Secondo l'Istat – l'Istituto italiano di statistica – a giugno l'inflazione italiana è salita al 2,3% annuo dal 2,2% di maggio: il più alto valore da agosto 2004. Rispetto al mese precedente i prezzi sono cresciuti dello 0,1%. L'accelerazione dell'inflazione è dovuta, prevalentemente, al rialzo registrato nel settore dei prodotti energetici (+11,2% annuo il prezzo della benzina e + 11% quello del gasolio) e alimentari (+0,3% mensile e +1,3% annuo), mentre un effetto di contenimento è giunto dal settore dei servizi, dove i prezzi sono scesi proseguendo la tendenza del mese precedente. L'inflazione calcolata col metodo europeo è stata invece dello 0,1% mensile e del 2,4% annuo. I timori del mercato sono che l'accentuarsi delle pressioni inflazionistiche possa tradursi in una riduzione del reddito delle famiglie disponibile per i consumi. Se i prezzi preoccupano, buone notizie giungono dal settore industriale. A maggio il fatturato – le vendite delle aziende – sono  salite del 12,2% annuo e del 3,3% mensile, grazie alla buona performance registrata nel settore auto, dove il fatturato è aumentato del 37,7% su maggio 2005. Sempre a maggio in aumento anche gli ordini industriali (le vendite di domani), che hanno messo a segno un +16,1% annuo.
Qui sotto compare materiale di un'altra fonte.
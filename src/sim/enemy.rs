//! Enemy AI
//!
//! Behaviours:
//!   - **Stationary** never moves.
//!   - **Patrol** holds its heading and reverses on obstacles.
//!   - **RandomWalk** re-rolls its heading 20% of the time it moves.
//!   - **Chase** runs a bounded BFS toward the chassis head, greedy fallback.
//!   - **Ghost** steps greedily toward the head straight through walls.
//!   - **Replicator** chases and duplicates on a timer.
//!
//! Every enemy moves once its tick accumulator reaches `move_speed`.
//! Stasis freezes all of them.

use std::collections::{HashSet, VecDeque};

use glam::IVec2;
use rand::Rng;
use rand_pcg::Pcg32;

use super::event::{VfxEvent, VfxKind};
use super::gate::resolve_warp;
use super::geometry::{CARDINALS, WallMap, in_bounds, secondary_step_toward, step_toward};
use super::spawn::find_clear_area;
use super::state::{Enemy, EnemyBehavior, GameState, Wall, WallKind};
use crate::consts::*;

/// Respawned enemies keep at least this far from the head
const RESPAWN_DISTANCE: f32 = 8.0;
/// Chance per eligible tick that a random walker picks a new heading
const RANDOM_TURN_CHANCE: f64 = 0.2;

impl EnemyBehavior {
    /// Default ticks-per-move
    pub fn move_speed(self) -> u32 {
        match self {
            EnemyBehavior::Stationary => 0,
            EnemyBehavior::Patrol => 3,
            EnemyBehavior::RandomWalk => 3,
            EnemyBehavior::Chase => 4,
            EnemyBehavior::Ghost => 6,
            EnemyBehavior::Replicator => 5,
        }
    }

    pub fn color(self) -> u32 {
        match self {
            EnemyBehavior::Stationary => 0x9e9e9e,
            EnemyBehavior::Patrol => 0xff851b,
            EnemyBehavior::RandomWalk => 0xffdc00,
            EnemyBehavior::Chase => 0xff4136,
            EnemyBehavior::Ghost => 0xb10dc9,
            EnemyBehavior::Replicator => 0x01ff70,
        }
    }
}

fn random_cardinal(rng: &mut Pcg32) -> IVec2 {
    CARDINALS[rng.random_range(0..CARDINALS.len())]
}

/// Build an enemy with its behaviour's defaults
pub fn new_enemy(id: u32, pos: IVec2, behavior: EnemyBehavior, now: u64, rng: &mut Pcg32) -> Enemy {
    let dir = match behavior {
        EnemyBehavior::Patrol | EnemyBehavior::RandomWalk => random_cardinal(rng),
        _ => IVec2::ZERO,
    };
    Enemy {
        id,
        pos,
        behavior,
        color: behavior.color(),
        move_speed: behavior.move_speed(),
        current_tick: 0,
        dir,
        frozen: false,
        trail: Vec::new(),
        spawned_at: (behavior == EnemyBehavior::Replicator).then_some(now),
    }
}

/// Place a new enemy of `behavior` away from the head
pub fn spawn_enemy(state: &mut GameState, map: &WallMap, behavior: EnemyBehavior, now: u64) {
    let pos = find_clear_area(state, map, IVec2::ONE, RESPAWN_DISTANCE);
    let id = state.next_entity_id();
    let enemy = new_enemy(id, pos, behavior, now, &mut state.rng);
    state.enemies.push(enemy);
}

/// "Destroyed and respawned elsewhere": move enemy `index` to a fresh cell
pub fn relocate_enemy(state: &mut GameState, map: &WallMap, index: usize) {
    let pos = find_clear_area(state, map, IVec2::ONE, RESPAWN_DISTANCE);
    if let Some(enemy) = state.enemies.get_mut(index) {
        enemy.pos = pos;
        enemy.trail.clear();
        enemy.current_tick = 0;
    }
}

/// Bounded BFS toward `target`; greedy axis step when no path is found in depth
pub fn chase_direction(from: IVec2, target: IVec2, map: &WallMap) -> IVec2 {
    if from == target {
        return IVec2::ZERO;
    }
    let mut visited: HashSet<IVec2> = HashSet::from([from]);
    let mut queue: VecDeque<(IVec2, IVec2, usize)> = VecDeque::with_capacity(64);

    for dir in CARDINALS {
        let next = from + dir;
        if next == target {
            return dir;
        }
        if !map.is_blocked(next) && visited.insert(next) {
            queue.push_back((next, dir, 1));
        }
    }

    while let Some((cell, first, depth)) = queue.pop_front() {
        if depth >= CHASE_SEARCH_DEPTH {
            continue;
        }
        for dir in CARDINALS {
            let next = cell + dir;
            if next == target {
                return first;
            }
            if !map.is_blocked(next) && visited.insert(next) {
                queue.push_back((next, first, depth + 1));
            }
        }
    }

    greedy_direction(from, target, |p| !map.is_blocked(p))
}

fn greedy_direction(from: IVec2, target: IVec2, passable: impl Fn(IVec2) -> bool) -> IVec2 {
    let primary = step_toward(from, target);
    if primary != IVec2::ZERO && passable(from + primary) {
        return primary;
    }
    let secondary = secondary_step_toward(from, target);
    if secondary != IVec2::ZERO && passable(from + secondary) {
        return secondary;
    }
    IVec2::ZERO
}

/// Move every enemy one tick
pub fn update_enemies(state: &mut GameState, map: &WallMap, now: u64, vfx: &mut Vec<VfxEvent>) {
    if state.stasis_active(now) {
        for enemy in &mut state.enemies {
            enemy.frozen = true;
        }
        return;
    }

    let head = state.head_pos();
    // walkers treat the body as solid; only the head is a valid target
    let body: HashSet<IVec2> = state.segments.iter().skip(1).map(|s| s.pos).collect();
    let mut occupied: HashSet<IVec2> = state.enemies.iter().map(|e| e.pos).collect();
    occupied.extend(&body);

    for i in 0..state.enemies.len() {
        let mut enemy = state.enemies[i].clone();
        enemy.frozen = false;
        if enemy.move_speed == 0 {
            state.enemies[i] = enemy;
            continue;
        }
        enemy.current_tick += 1;
        if enemy.current_tick < enemy.move_speed {
            state.enemies[i] = enemy;
            continue;
        }
        enemy.current_tick = 0;

        if !body.contains(&enemy.pos) {
            occupied.remove(&enemy.pos);
        }
        step_enemy(&mut enemy, head, &state.walls, map, &mut state.rng, &occupied, vfx);
        occupied.insert(enemy.pos);
        state.enemies[i] = enemy;
    }

    replicate(state, map, now, &mut occupied);
}

fn step_enemy(
    enemy: &mut Enemy,
    head: IVec2,
    walls: &[Wall],
    map: &WallMap,
    rng: &mut Pcg32,
    occupied: &HashSet<IVec2>,
    vfx: &mut Vec<VfxEvent>,
) {
    let from = enemy.pos;
    match enemy.behavior {
        EnemyBehavior::Stationary => return,
        EnemyBehavior::Patrol => {
            if enemy.dir == IVec2::ZERO {
                enemy.dir = random_cardinal(rng);
            }
        }
        EnemyBehavior::RandomWalk => {
            if enemy.dir == IVec2::ZERO || rng.random_bool(RANDOM_TURN_CHANCE) {
                enemy.dir = random_cardinal(rng);
            }
        }
        EnemyBehavior::Chase | EnemyBehavior::Replicator => {
            enemy.dir = chase_direction(from, head, map);
        }
        EnemyBehavior::Ghost => {
            enemy.dir = greedy_direction(from, head, |p| {
                in_bounds(p) && p.x > 0 && p.y > 0 && p.x < GRID_WIDTH - 1 && p.y < GRID_HEIGHT - 1
            });
            if enemy.dir != IVec2::ZERO {
                enemy.pos = from + enemy.dir;
                enemy.record_trail(from);
            }
            return;
        }
    }

    if enemy.dir == IVec2::ZERO {
        return;
    }
    let target = from + enemy.dir;
    let reverses = matches!(enemy.behavior, EnemyBehavior::Patrol | EnemyBehavior::RandomWalk);

    match map.kind_at(walls, target) {
        None if in_bounds(target) && !occupied.contains(&target) => {
            enemy.pos = target;
            enemy.record_trail(from);
        }
        Some(WallKind::Gate(link)) => {
            match resolve_warp(walls, map, link, enemy.dir, rng, |p| !occupied.contains(&p)) {
                Some(warp) => {
                    enemy.pos = warp.pos;
                    enemy.dir = warp.dir;
                    enemy.record_trail(from);
                    vfx.push(VfxEvent::colored(VfxKind::Warp, warp.pos, enemy.color));
                }
                None if reverses => enemy.dir = -enemy.dir,
                None => {}
            }
        }
        _ if reverses => enemy.dir = -enemy.dir,
        _ => {}
    }
}

fn replicate(state: &mut GameState, map: &WallMap, now: u64, occupied: &mut HashSet<IVec2>) {
    let interval = state.tuning.replicate_interval_ms;
    let max = state.tuning.max_enemies;
    let mut children = Vec::new();

    for enemy in state.enemies.iter_mut() {
        if enemy.behavior != EnemyBehavior::Replicator {
            continue;
        }
        let Some(born) = enemy.spawned_at else {
            enemy.spawned_at = Some(now);
            continue;
        };
        if now.saturating_sub(born) < interval {
            continue;
        }
        enemy.spawned_at = Some(now);
        let spot = CARDINALS
            .iter()
            .map(|d| enemy.pos + *d)
            .find(|p| !map.is_blocked(*p) && !occupied.contains(p));
        if let Some(spot) = spot {
            occupied.insert(spot);
            children.push(spot);
        }
    }

    for pos in children {
        if state.enemies.len() >= max {
            break;
        }
        let id = state.next_entity_id();
        let child = new_enemy(id, pos, EnemyBehavior::Replicator, now, &mut state.rng);
        state.enemies.push(child);
    }
}

#[cfg(test)]
mod tests {
    use super::*;
    use crate::sim::layout::{parse_layout, tests::layout_with};
    use crate::sim::state::{MatterType, Segment};
    use rand::SeedableRng;

    fn state_with(cells: &[(i32, i32, char)], head: IVec2) -> GameState {
        let mut state = GameState::new(3);
        state.walls = parse_layout(&layout_with(cells)).walls;
        state.segments = vec![Segment::head(100, head, 0)];
        state
    }

    fn add_enemy(state: &mut GameState, pos: IVec2, behavior: EnemyBehavior) -> usize {
        let mut rng = Pcg32::seed_from_u64(1);
        let mut enemy = new_enemy(state.enemies.len() as u32 + 1, pos, behavior, 0, &mut rng);
        enemy.move_speed = 1;
        state.enemies.push(enemy);
        state.enemies.len() - 1
    }

    #[test]
    fn test_stationary_never_moves() {
        let mut state = state_with(&[], IVec2::new(5, 5));
        let i = add_enemy(&mut state, IVec2::new(10, 10), EnemyBehavior::Stationary);
        state.enemies[i].move_speed = 0;
        let map = WallMap::new(&state.walls);
        for t in 0..20 {
            update_enemies(&mut state, &map, t, &mut Vec::new());
        }
        assert_eq!(state.enemies[i].pos, IVec2::new(10, 10));
    }

    #[test]
    fn test_move_speed_gates_movement() {
        let mut state = state_with(&[], IVec2::new(5, 5));
        let i = add_enemy(&mut state, IVec2::new(20, 5), EnemyBehavior::Chase);
        state.enemies[i].move_speed = 3;
        let map = WallMap::new(&state.walls);
        update_enemies(&mut state, &map, 0, &mut Vec::new());
        update_enemies(&mut state, &map, 0, &mut Vec::new());
        assert_eq!(state.enemies[i].pos, IVec2::new(20, 5));
        update_enemies(&mut state, &map, 0, &mut Vec::new());
        assert_eq!(state.enemies[i].pos, IVec2::new(19, 5));
    }

    #[test]
    fn test_patrol_reverses_on_wall() {
        let mut state = state_with(&[(12, 10, '#')], IVec2::new(5, 25));
        let i = add_enemy(&mut state, IVec2::new(11, 10), EnemyBehavior::Patrol);
        state.enemies[i].dir = IVec2::X;
        let map = WallMap::new(&state.walls);
        update_enemies(&mut state, &map, 0, &mut Vec::new());
        assert_eq!(state.enemies[i].pos, IVec2::new(11, 10));
        assert_eq!(state.enemies[i].dir, IVec2::NEG_X);
        update_enemies(&mut state, &map, 0, &mut Vec::new());
        assert_eq!(state.enemies[i].pos, IVec2::new(10, 10));
    }

    #[test]
    fn test_patrol_reverses_on_body() {
        let mut state = state_with(&[], IVec2::new(11, 10));
        state.segments.push(Segment::empty_body(101, IVec2::new(10, 10), MatterType::Alpha, 0));
        let i = add_enemy(&mut state, IVec2::new(9, 10), EnemyBehavior::Patrol);
        state.enemies[i].dir = IVec2::X;
        let map = WallMap::new(&state.walls);
        update_enemies(&mut state, &map, 0, &mut Vec::new());
        assert_eq!(state.enemies[i].pos, IVec2::new(9, 10));
        assert_eq!(state.enemies[i].dir, IVec2::NEG_X);
    }

    #[test]
    fn test_chase_paths_around_wall() {
        // wall between enemy and head with a gap at the bottom
        let cells: Vec<_> = (2..20).map(|y| (15, y, '#')).collect();
        let map = WallMap::new(&parse_layout(&layout_with(&cells)).walls);
        let dir = chase_direction(IVec2::new(14, 18), IVec2::new(16, 18), &map);
        assert_eq!(dir, IVec2::Y);
    }

    #[test]
    fn test_chase_falls_back_to_greedy_beyond_depth() {
        let map = WallMap::new(&parse_layout(&layout_with(&[])).walls);
        let dir = chase_direction(IVec2::new(2, 2), IVec2::new(37, 27), &map);
        assert_eq!(dir, IVec2::X);
    }

    #[test]
    fn test_ghost_passes_through_walls() {
        let mut state = state_with(&[(11, 10, '#')], IVec2::new(15, 10));
        let i = add_enemy(&mut state, IVec2::new(10, 10), EnemyBehavior::Ghost);
        let map = WallMap::new(&state.walls);
        update_enemies(&mut state, &map, 0, &mut Vec::new());
        assert_eq!(state.enemies[i].pos, IVec2::new(11, 10));
    }

    #[test]
    fn test_stasis_freezes() {
        let mut state = state_with(&[], IVec2::new(5, 5));
        let i = add_enemy(&mut state, IVec2::new(20, 5), EnemyBehavior::Chase);
        state.buffs.stasis_until = 1_000;
        let map = WallMap::new(&state.walls);
        update_enemies(&mut state, &map, 500, &mut Vec::new());
        assert!(state.enemies[i].frozen);
        assert_eq!(state.enemies[i].pos, IVec2::new(20, 5));
        update_enemies(&mut state, &map, 1_000, &mut Vec::new());
        assert!(!state.enemies[i].frozen);
        assert_eq!(state.enemies[i].pos, IVec2::new(19, 5));
    }

    #[test]
    fn test_patrol_warps_through_gate() {
        let mut state = state_with(&[(12, 10, 'G'), (30, 20, 'G')], IVec2::new(5, 25));
        let i = add_enemy(&mut state, IVec2::new(11, 10), EnemyBehavior::Patrol);
        state.enemies[i].dir = IVec2::X;
        let map = WallMap::new(&state.walls);
        let mut vfx = Vec::new();
        update_enemies(&mut state, &map, 0, &mut vfx);
        assert_eq!(state.enemies[i].pos, IVec2::new(31, 20));
        assert_eq!(state.enemies[i].dir, IVec2::X);
        assert!(vfx.iter().any(|e| e.kind == VfxKind::Warp));
    }

    #[test]
    fn test_replicator_duplicates_on_interval() {
        let mut state = state_with(&[], IVec2::new(5, 5));
        let i = add_enemy(&mut state, IVec2::new(20, 20), EnemyBehavior::Replicator);
        state.enemies[i].move_speed = 100;
        let map = WallMap::new(&state.walls);
        update_enemies(&mut state, &map, 7_999, &mut Vec::new());
        assert_eq!(state.enemies.len(), 1);
        update_enemies(&mut state, &map, 8_000, &mut Vec::new());
        assert_eq!(state.enemies.len(), 2);
        assert_eq!(state.enemies[0].spawned_at, Some(8_000));
        assert_eq!(state.enemies[1].spawned_at, Some(8_000));
    }

    #[test]
    fn test_trail_is_bounded() {
        let mut state = state_with(&[], IVec2::new(38, 15));
        let i = add_enemy(&mut state, IVec2::new(2, 15), EnemyBehavior::Chase);
        let map = WallMap::new(&state.walls);
        for t in 0..20 {
            update_enemies(&mut state, &map, t, &mut Vec::new());
        }
        assert_eq!(state.enemies[i].trail.len(), ENEMY_TRAIL_LENGTH);
    }
}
Bene anche la fiducia dei consumatori che, a luglio, è salita a quota 108,7 da 106,9 del mese precedente. Ottimismo è stato espresso soprattutto per il breve termine.

IN EUROPA E NEL MONDO

Il dato di maggio sulla produzione industriale europea (+1,6% sul mese precedente) conferma la crescita economica del Vecchio continente dove, tuttavia, non mancano le preoccupazioni. L'inflazione europea anche a giugno si è infatti confermata sopra l’obiettivo del 2% fissato dalla Bce – la Banca centrale della zona euro - con un +2,5% annuo. Qualche preoccupazione giunge anche dalla Germania dove, a luglio, la fiducia degli investitori tedeschi sul futuro della loro economia è scesa a 15,1 punti dai 37,8 del mese precedente. A penalizzarla sono stati il caro-petrolio e i negativi effetti attesi sui consumi dall'aumento dell'Iva. Sempre a causa del caro petrolio sono lievitati a giugno i prezzi alla produzione tedeschi (i prezzi pagati dalle aziende produttrici): +0,3% mensile e +6,1% annuo. Intanto l'economia Usa continua a correre a pieno regime. A giugno la produzione industriale americana ha registrato un nuovo, inatteso, aumento: +0,8% mensile. Superiore alle attese anche il grado di utilizzo della capacità produttiva (indice della saturazione degli impianti di un Paese oggi e della sua inflazione domani), giunto all'82,4% dall'81,7% di maggio. Il mercato teme un surriscaldamento dell'economia e un intensificarsi delle pressioni sui prezzi. Sempre a causa del caro-petrolio a giugno sono saliti i prezzi alla produzione americani (+0,5% mensile) e l'inflazione (+0,2% mensile e +4,3% annuo).